Wave Theory and Elliott Wave Trading System

Wave theory revolves around the idea that markets are cyclical and exhibit waves of pessimism and optimism. Some believe the markets are governed by powerful waves of nature which affect us in many unknown ways. Theorists view wave analysis as important in understanding the movement in the market. Wave theory is also a branch of cycle theory, which will be covered in the objective analysis.

R.N. Elliott believed markets had well-defined waves that could be used to predict market direction. The Elliot Wave theory is a unique way of viewing patterns in the market. Elliott believed the market moved in five distinct waves on the upside and three distinct waves on the downside. The basic shape of the wave is with waves one, three, and five representing the "im­pulse," or minor up waves in the major bull move.

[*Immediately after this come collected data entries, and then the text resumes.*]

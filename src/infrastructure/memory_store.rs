//! In-process store backed by a sharded concurrent map.
//!
//! Mirrors the subset of Redis semantics the engine relies on: ordered
//! windows, integer counters, integer hashes, sets and opaque blobs, each
//! with an optional expiry. Expired keys are dropped lazily on access and in
//! bulk by [`MemoryStore::purge_expired`].

use crate::application::ports::{
    Clock, Store, StoreError, WindowEntry, WindowOutcome, WindowRequest, NO_EXPIRY,
};
use dashmap::mapref::entry::Entry;
use dashmap::DashMap;
use std::collections::{BTreeSet, HashMap, HashSet};
use std::sync::Arc;

#[derive(Debug, Clone)]
enum Value {
    /// Ordered by (score, member); members are unique per key
    Window(BTreeSet<(u64, String)>),
    Counter(i64),
    Hash(HashMap<String, i64>),
    Set(HashSet<String>),
    Blob(Vec<u8>),
}

impl Value {
    fn is_empty(&self) -> bool {
        match self {
            Value::Window(w) => w.is_empty(),
            Value::Hash(h) => h.is_empty(),
            Value::Set(s) => s.is_empty(),
            Value::Counter(_) | Value::Blob(_) => false,
        }
    }
}

#[derive(Debug, Clone)]
struct Slot {
    value: Value,
    expires_at: Option<u64>,
}

impl Slot {
    fn is_expired(&self, now_ms: u64) -> bool {
        self.expires_at.is_some_and(|at| at <= now_ms)
    }
}

/// Thread-safe store backed by DashMap.
///
/// DashMap shards keys across independently locked buckets, so operations
/// on one key hold only that key's shard lock. Every [`Store`] method runs
/// under a single entry guard, which makes window check-and-insert atomic.
#[derive(Debug)]
pub struct MemoryStore {
    map: DashMap<String, Slot>,
    clock: Arc<dyn Clock>,
}

impl MemoryStore {
    /// Create an empty store reading expiry time from `clock`.
    pub fn new(clock: Arc<dyn Clock>) -> Self {
        Self {
            map: DashMap::new(),
            clock,
        }
    }

    /// Number of live keys.
    pub fn len(&self) -> usize {
        let now = self.clock.now_millis();
        self.map.iter().filter(|e| !e.is_expired(now)).count()
    }

    pub fn is_empty(&self) -> bool {
        self.len() == 0
    }

    pub fn clear(&self) {
        self.map.clear();
    }

    /// Drop every expired key. Returns how many were removed.
    pub fn purge_expired(&self) -> usize {
        let now = self.clock.now_millis();
        let before = self.map.len();
        self.map.retain(|_, slot| !slot.is_expired(now));
        before.saturating_sub(self.map.len())
    }

    /// Run `f` on the live value at `key`, creating it with `create` when
    /// absent or expired. The shard lock is held for the whole call.
    fn update<R>(
        &self,
        key: &str,
        ttl_ms: Option<u64>,
        create: impl FnOnce() -> Value,
        f: impl FnOnce(&mut Value) -> Option<R>,
    ) -> Result<R, StoreError> {
        let now = self.clock.now_millis();
        let result = {
            let mut slot = match self.map.entry(key.to_string()) {
                Entry::Occupied(occupied) => {
                    let mut slot = occupied.into_ref();
                    if slot.is_expired(now) {
                        *slot = Slot {
                            value: create(),
                            expires_at: None,
                        };
                    }
                    slot
                }
                Entry::Vacant(vacant) => vacant.insert(Slot {
                    value: create(),
                    expires_at: None,
                }),
            };
            let result = f(&mut slot.value).ok_or_else(|| StoreError::WrongType {
                key: key.to_string(),
            })?;
            if let Some(ttl) = ttl_ms {
                slot.expires_at = deadline(now, ttl);
            }
            result
        };
        self.map
            .remove_if(key, |_, slot| slot.value.is_empty());
        Ok(result)
    }

    /// Read the live value at `key` without creating it.
    fn read<R>(
        &self,
        key: &str,
        f: impl FnOnce(&Value) -> Option<R>,
    ) -> Result<Option<R>, StoreError> {
        let now = self.clock.now_millis();
        match self.map.get(key) {
            Some(slot) if !slot.is_expired(now) => f(&slot.value)
                .map(Some)
                .ok_or_else(|| StoreError::WrongType {
                    key: key.to_string(),
                }),
            _ => Ok(None),
        }
    }
}

fn deadline(now: u64, ttl_ms: u64) -> Option<u64> {
    (ttl_ms != NO_EXPIRY).then(|| now.saturating_add(ttl_ms))
}
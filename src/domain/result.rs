//! Window configurations and check results.

use crate::domain::settings::{LimitSpec, SettingsError};
use serde::{Deserialize, Serialize};
use std::fmt;

/// Fully resolved configuration of one window check.
#[derive(Debug, Clone, PartialEq, Eq, Serialize, Deserialize)]
pub struct RateLimitConfig {
    pub window_size_ms: u64,
    /// Allotment before role and penalty scaling
    pub max_requests: u64,
    pub ip_max_requests: Option<u64>,
    /// Key segment separating independent window families
    pub key_prefix: String,
    /// Refund admitted requests whose handler succeeded
    pub skip_successful: bool,
    /// Refund admitted requests whose handler failed
    pub skip_failed: bool,
}

impl RateLimitConfig {
    pub fn new(window_size_ms: u64, max_requests: u64) -> Self {
        Self {
            window_size_ms,
            max_requests,
            ip_max_requests: None,
            key_prefix: "rl".to_string(),
            skip_successful: false,
            skip_failed: false,
        }
    }

    pub fn from_spec(spec: &LimitSpec) -> Self {
        Self {
            ip_max_requests: spec.ip_max_requests,
            ..Self::new(spec.window_size_ms, spec.max_requests)
        }
    }

    pub fn with_key_prefix(mut self, prefix: impl Into<String>) -> Self {
        self.key_prefix = prefix.into();
        self
    }

    pub fn with_skips(mut self, skip_successful: bool, skip_failed: bool) -> Self {
        self.skip_successful = skip_successful;
        self.skip_failed = skip_failed;
        self
    }

    /// A window of zero length can never hold a request.
    pub fn validate(&self) -> Result<(), SettingsError> {
        if self.window_size_ms == 0 {
            return Err(SettingsError::ZeroWindow(self.key_prefix.clone()));
        }
        Ok(())
    }
}

/// Outcome of a single window check.
#[derive(Debug, Clone, PartialEq, Eq, Serialize, Deserialize)]
pub struct RateLimitResult {
    pub is_allowed: bool,
    pub remaining_requests: u64,
    /// Epoch milliseconds at which the window frees a slot
    pub reset_time: u64,
    /// Seconds to wait, set only on denial
    pub retry_after: Option<u64>,
    pub total_requests: u64,
    pub window_start_time: u64,
    /// Effective limit the check ran against
    pub limit: u64,
    /// Produced without consulting the store
    pub fail_open: bool,
}

impl RateLimitResult {
    /// Permissive result used when the store cannot be consulted.
    pub fn fail_open(limit: u64, window_size_ms: u64, now_ms: u64) -> Self {
        Self {
            is_allowed: true,
            remaining_requests: limit.saturating_sub(1),
            reset_time: now_ms + window_size_ms,
            retry_after: None,
            total_requests: 1,
            window_start_time: now_ms.saturating_sub(window_size_ms),
            limit,
            fail_open: true,
        }
    }
}

/// Which scope caused a combined denial.
///
/// `Both` is also reported when both checks pass, so the factor is only
/// meaningful alongside `is_allowed == false`.
#[derive(Debug, Clone, Copy, PartialEq, Eq, Hash, Serialize, Deserialize)]
#[serde(rename_all = "lowercase")]
pub enum LimitingFactor {
    Ip,
    User,
    Both,
}

impl fmt::Display for LimitingFactor {
    fn fmt(&self, f: &mut fmt::Formatter<'_>) -> fmt::Result {
        match self {
            LimitingFactor::Ip => f.write_str("ip"),
            LimitingFactor::User => f.write_str("user"),
            LimitingFactor::Both => f.write_str("both"),
        }
    }
}

/// Merged view of the IP and user checks.
#[derive(Debug, Clone, PartialEq, Eq, Serialize, Deserialize)]
pub struct CombinedOutcome {
    pub is_allowed: bool,
    pub remaining_requests: u64,
    pub reset_time: u64,
    pub retry_after: Option<u64>,
    pub total_requests: u64,
    pub window_start_time: u64,
    pub limiting_factor: LimitingFactor,
}

#[derive(Debug, Clone, PartialEq, Eq, Serialize, Deserialize)]
pub struct CombinedRateLimitResult {
    pub ip: RateLimitResult,
    pub user: Option<RateLimitResult>,
    pub combined: CombinedOutcome,
}

impl CombinedRateLimitResult {
    /// Merge the two scopes: both must allow, the tighter budget wins.
    pub fn merge(ip: RateLimitResult, user: Option<RateLimitResult>) -> Self {
        let user_allowed = user.as_ref().map(|u| u.is_allowed);

        let limiting_factor = match (ip.is_allowed, user_allowed) {
            (false, Some(true)) | (false, None) => LimitingFactor::Ip,
            (true, Some(false)) => LimitingFactor::User,
            _ => LimitingFactor::Both,
        };

        let retry_after = ip
            .retry_after
            .unwrap_or(0)
            .max(user.as_ref().and_then(|u| u.retry_after).unwrap_or(0));

        let combined = CombinedOutcome {
            is_allowed: ip.is_allowed && user_allowed.unwrap_or(true),
            remaining_requests: user
                .as_ref()
                .map_or(ip.remaining_requests, |u| {
                    ip.remaining_requests.min(u.remaining_requests)
                }),
            reset_time: user
                .as_ref()
                .map_or(ip.reset_time, |u| ip.reset_time.max(u.reset_time)),
            retry_after: (retry_after > 0).then_some(retry_after),
            total_requests: user
                .as_ref()
                .map_or(ip.total_requests, |u| ip.total_requests.max(u.total_requests)),
            window_start_time: user.as_ref().map_or(ip.window_start_time, |u| {
                ip.window_start_time.min(u.window_start_time)
            }),
            limiting_factor,
        };

        Self { ip, user, combined }
    }
}
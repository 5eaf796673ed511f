//! Endpoint identifiers.
//!
//! Requests for `/orders/42` and `/orders/43` must share one window, so the
//! raw path is collapsed into a template before it reaches any key.

use crate::domain::settings::OperationClass;
use serde::{Deserialize, Serialize};
use std::fmt;

/// Normalized `METHOD /path` identifier.
///
/// Numeric segments become `:id`, UUID segments become `:uuid`, the query
/// string is dropped and a trailing slash is trimmed.
#[derive(Debug, Clone, PartialEq, Eq, Hash, PartialOrd, Ord, Serialize, Deserialize)]
pub struct Endpoint {
    method: String,
    path: String,
}

impl Endpoint {
    /// Normalize a raw method and request path.
    pub fn new(method: &str, raw_path: &str) -> Self {
        Self {
            method: method.trim().to_ascii_uppercase(),
            path: normalize_path(raw_path),
        }
    }

    /// Parse an already formatted `METHOD /path` string. A bare path is
    /// treated as `GET`.
    pub fn parse(s: &str) -> Self {
        match s.trim().split_once(' ') {
            Some((method, path)) => Self::new(method, path),
            None => Self::new("GET", s),
        }
    }

    pub fn method(&self) -> &str {
        &self.method
    }

    pub fn path(&self) -> &str {
        &self.path
    }

    /// Operation class of this endpoint.
    pub fn operation(&self) -> OperationClass {
        OperationClass::classify(&self.method, &self.path)
    }
}

impl fmt::Display for Endpoint {
    fn fmt(&self, f: &mut fmt::Formatter<'_>) -> fmt::Result {
        write!(f, "{} {}", self.method, self.path)
    }
}

fn normalize_path(raw: &str) -> String {
    let path = raw.split(['?', '#']).next().unwrap_or_default();

    let segments: Vec<&str> = path
        .split('/')
        .filter(|s| !s.is_empty())
        .map(|segment| {
            if is_numeric(segment) {
                ":id"
            } else if is_uuid(segment) {
                ":uuid"
            } else {
                segment
            }
        })
        .collect();

    if segments.is_empty() {
        "/".to_string()
    } else {
        format!("/{}", segments.join("/"))
    }
}

fn is_numeric(segment: &str) -> bool {
    !segment.is_empty() && segment.bytes().all(|b| b.is_ascii_digit())
}

fn is_uuid(segment: &str) -> bool {
    uuid::Uuid::try_parse(segment).is_ok() && segment.len() == 36
}
//! Integration tests for the Redis store.
//!
//! These tests require a Redis instance running at `redis://127.0.0.1/`.
//! Tests are ignored by default - run with `cargo test --features redis-storage --test redis_store -- --ignored`

#![cfg(feature = "redis-storage")]

use api_throttle::application::ports::{Store, StoreError, WindowRequest, NO_EXPIRY};
use api_throttle::infrastructure::mocks::MockClock;
use api_throttle::{
    Endpoint, EngineBuilder, LimitSpec, RedisStore, RedisStoreConfig, Settings, UserContext,
};
use std::sync::Arc;

const URL: &str = "redis://127.0.0.1/";

/// Check if Redis is available before running tests
async fn redis_available() -> bool {
    RedisStore::connect(URL).await.is_ok()
}

/// Create a test store with unique prefix, starting empty
async fn create_test_store(test_name: &str) -> RedisStore {
    let config = RedisStoreConfig {
        key_prefix: format!("test:{}:", test_name),
        ..RedisStoreConfig::default()
    };

    let store = RedisStore::connect_with_config(URL, config)
        .await
        .expect("Failed to connect to Redis");
    let keys = store.scan("*").unwrap();
    store.delete(&keys).unwrap();
    store
}

fn request(now_ms: u64, limit: u64) -> WindowRequest {
    WindowRequest {
        now_ms,
        window_ms: 60_000,
        limit,
        member: format!("{}-{}", now_ms, uuid::Uuid::new_v4()),
    }
}

#[tokio::test(flavor = "multi_thread")]
#[ignore] // Requires Redis
async fn test_window_script() {
    if !redis_available().await {
        eprintln!("Skipping test: Redis not available at {}", URL);
        return;
    }

    let store = create_test_store("window_script").await;
    let t0 = 1_700_000_000_000;

    for i in 0..3 {
        let outcome = store.check_and_insert("w", &request(t0 + i, 3)).unwrap();
        assert!(outcome.allowed);
        assert_eq!(outcome.count, i + 1);
        assert_eq!(outcome.oldest_ms, Some(t0));
    }
    let denied = store.check_and_insert("w", &request(t0 + 10, 3)).unwrap();
    assert!(!denied.allowed);
    assert_eq!(denied.count, 3);

    // The first entry leaves the window exactly one window later
    let later = store.check_and_insert("w", &request(t0 + 60_000, 3)).unwrap();
    assert!(later.allowed);
    assert_eq!(later.oldest_ms, Some(t0 + 1));
}

#[tokio::test(flavor = "multi_thread")]
#[ignore] // Requires Redis
async fn test_counters_hashes_sets_and_records() {
    if !redis_available().await {
        eprintln!("Skipping test: Redis not available");
        return;
    }

    let store = create_test_store("shapes").await;

    assert_eq!(store.increment("c", 2, 60_000).unwrap(), 2);
    assert_eq!(store.increment("c", 3, 60_000).unwrap(), 5);
    assert_eq!(store.counter("c").unwrap(), 5);
    assert_eq!(store.counter("missing").unwrap(), 0);

    store.increment_field("h", "GET /a", 1, 60_000).unwrap();
    store.increment_field("h", "GET /a", 1, 60_000).unwrap();
    assert_eq!(store.field("h", "GET /a").unwrap(), Some(2));
    assert_eq!(store.fields("h").unwrap().len(), 1);

    store.add_member("s", "10.0.0.1", 60_000).unwrap();
    store.add_member("s", "10.0.0.1", 60_000).unwrap();
    assert_eq!(store.members("s").unwrap(), vec!["10.0.0.1".to_string()]);

    store.put("r", b"payload", 60_000).unwrap();
    assert_eq!(store.get("r").unwrap(), Some(b"payload".to_vec()));
    store.put("p", b"kept", NO_EXPIRY).unwrap();
    store.append_to_window("p:index", 1, "a", 0, NO_EXPIRY).unwrap();
    assert_eq!(store.get("p").unwrap(), Some(b"kept".to_vec()));

    assert!(matches!(
        store.counter("s"),
        Err(StoreError::WrongType { .. })
    ));

    let mut keys = store.scan("*").unwrap();
    keys.sort();
    assert_eq!(keys, vec!["c", "h", "p", "p:index", "r", "s"]);
    assert_eq!(store.delete(&keys).unwrap(), 6);
}

#[tokio::test(flavor = "multi_thread")]
#[ignore] // Requires Redis
async fn test_append_and_remove() {
    if !redis_available().await {
        eprintln!("Skipping test: Redis not available");
        return;
    }

    let store = create_test_store("append").await;
    assert_eq!(store.append_to_window("v", 100, "a", 0, 60_000).unwrap(), 1);
    assert_eq!(store.append_to_window("v", 200, "b", 0, 60_000).unwrap(), 2);
    assert_eq!(store.append_to_window("v", 300, "c", 150, 60_000).unwrap(), 2);
    assert_eq!(store.count_window("v", 200).unwrap(), 1);

    let entries = store.window_entries("v", 0, u64::MAX).unwrap();
    assert_eq!(entries.len(), 2);
    assert_eq!(entries[0].score, 200);

    assert!(store.remove_from_window("v", "b").unwrap());
    assert!(!store.remove_from_window("v", "b").unwrap());
}

#[tokio::test(flavor = "multi_thread")]
#[ignore] // Requires Redis
async fn test_two_engines_share_limits() {
    if !redis_available().await {
        eprintln!("Skipping test: Redis not available");
        return;
    }

    let store = Arc::new(create_test_store("shared").await);
    let clock = MockClock::default();
    let build = || {
        EngineBuilder::new()
            .with_settings(Settings {
                default_limit: Some(LimitSpec::per_minute(3).with_ip_max(3)),
                ..Settings::default()
            })
            .with_store(store.clone())
            .with_clock(Arc::new(clock.clone()))
            .build()
            .unwrap()
    };
    let first = build();
    let second = build();
    let endpoint = Endpoint::parse("GET /shared");
    let ctx = UserContext::anonymous("198.51.100.200");

    assert!(first.check(&endpoint, &ctx).is_allowed());
    assert!(second.check(&endpoint, &ctx).is_allowed());
    assert!(first.check(&endpoint, &ctx).is_allowed());
    assert!(!second.check(&endpoint, &ctx).is_allowed());
}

Waves two and four represent the "corrective," or minor down waves in the major bull move. The waves lettered A and C represent the minor down waves In the major bear move. Wave B represents the one up wave in the major bear move. This pattern is the basic form and rhythm of the market according to Elliott Wave theory.

Elliott postulated that the waves existed at many distinct levels, which meant there were waves within waves. Each minor wave in the Elliott Wove was composed of another series of waves in the same form as Elliott Wave. He gave the waves names in descending size:

  1. Grand Super-cycle

  2. Super-cycle

  3. Cycle

  4. Primary

  5. Intermediate

  6. Minor

  7. Minute

  8. Minuette

  9. Sub-Minuette

The major waves determined the major trend of the market. Minor waves within the major waves determined the minor trend of the market. The idea is somewhat similar to the Dow Theory of a primary and secondary trend. There is a major trend, and within this trend are smaller bull and bear trends. Elliott also had various extensions or variations on the main wave which appeared in the market.

Elliott attached great importance to the Fibonacci series and considered it a natural and universal mathematical series. He also believed the Elliott Wave pattern was a naturally occurring pattern in nature. The number of waves in a bull move was five and the number of waves in a down move was three-both numbers in the Fibonacci series. Elliott placed particular importance on the golden mean, or 0.618, as a significant percentage for retracements in the market.

The idea behind trading the Elliott Wave patterns is simple. The trader identifies the main wave or super-cycle, and then works to progressively smaller waves to the specific time interval of interest. Although the idea is appealingly simple, the execution is usually more difficult because the trader must make assumptions as to whether various extensions apply, and what cycle the market is in. The trader may then predict the direction of the market, after determining where the market is currently trading in the overall Elliott Wave pattern. The Wave interpretation is subjective, which would account for predictions not always being correct, or why one Wave follower might have a different projection than another.

This is a brief outline of the Wave, but anyone desiring more information should review any of the works by Robert Prechter or Elliott, mentioned in the bibliography.